_PROBLEM TO WORK ON_. In the data below, which lines hold the word "right"? Copy them.
-------- DATA FOR THIS TASK
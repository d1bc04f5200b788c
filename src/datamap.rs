/// Enumeration of the codeword-carrying modules of a symbol and the
/// codeword readout across them.

use crate::binarize::BitMatrix;
use crate::masking::masking_function;
use crate::tables::{alignment_pattern_points, qr_size, total_codewords};

/// Build the mask of modules owned by function patterns: the three
/// finder corners (with separators and format strips), the two timing
/// lines, the version blocks for version 7 and up, and the alignment
/// patterns.
pub fn function_pattern_mask(version: u8) -> BitMatrix {
    let qrsize = qr_size(version);
    let mut mask = BitMatrix::new(qrsize, qrsize);

    // finder corners; 9 modules wide along the inside edges
    for y in 0..9 {
        for x in 0..9 {
            mask.set(x, y, 1);
        }
        for x in qrsize - 8..qrsize {
            mask.set(x, y, 1);
        }
    }
    for y in qrsize - 8..qrsize {
        for x in 0..9 {
            mask.set(x, y, 1);
        }
    }

    // timing lines
    for k in 0..qrsize {
        mask.set(k, 6, 1);
        mask.set(6, k, 1);
    }

    // version information blocks
    if version > 6 {
        for y in 0..6 {
            for x in qrsize - 11..qrsize - 8 {
                mask.set(x, y, 1);
                mask.set(y, x, 1);
            }
        }
    }

    // alignment patterns, 5x5 around each center
    for (ax, ay) in alignment_pattern_points(version) {
        for y in ay - 2..=ay + 2 {
            for x in ax - 2..=ax + 2 {
                mask.set(x, y, 1);
            }
        }
    }

    mask
}

/// Enumerate the codeword-carrying modules in placement order.
///
/// Modules are listed right to left in strips two columns wide, with
/// the vertical timing column skipped, alternating between upward and
/// downward traversal of the strips. The list is cut off at the exact
/// codeword bit count of the symbol, so the few remainder modules at
/// the end never reach the codeword readout.
pub fn data_module_positions(version: u8) -> Vec<(usize, usize)> {
    let qrsize = qr_size(version);
    let n_bits = 8 * total_codewords(version) as usize;

    // columns right-to-left; the last six shift down by one to jump
    // over the vertical timing column
    let mut columns: Vec<usize> = (1..qrsize).rev().collect();
    let n = columns.len();
    for c in columns[n - 6..].iter_mut() {
        *c -= 1;
    }

    let func_mask = function_pattern_mask(version);

    let mut positions = Vec::with_capacity(n_bits);
    for (strip, pair) in columns.chunks(2).enumerate() {
        let rows: Vec<usize> = if strip % 2 == 0 {
            (0..qrsize).rev().collect()
        } else {
            (0..qrsize).collect()
        };
        for y in rows {
            for &x in pair {
                if func_mask.get(x, y) == 0 {
                    positions.push((x, y));
                }
            }
        }
    }

    positions.truncate(n_bits);
    positions
}

/// Undo the data mask and pack the bits at the data-module positions
/// into codewords, most significant bit first.
pub fn extract_codewords(matrix: &BitMatrix, mask_ref: u8) -> Vec<u8> {
    let qrsize = matrix.width();
    let version = ((qrsize - 17) / 4) as u8;

    let mask = masking_function(mask_ref);
    let positions = data_module_positions(version);

    let mut codewords = Vec::with_capacity(positions.len() / 8);
    let mut word = 0u8;
    let mut nbits = 0;
    for (x, y) in positions {
        let bit = matrix.get(x, y) ^ mask(y, x) as u8;
        word = (word << 1) | bit;
        nbits += 1;
        if nbits == 8 {
            codewords.push(word);
            word = 0;
            nbits = 0;
        }
    }
    codewords
}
----------------
_OUTPUT BELOW_.
/// Modules are listed right to left in strips two columns wide, with
    // columns right-to-left; the last six shift down by one to jump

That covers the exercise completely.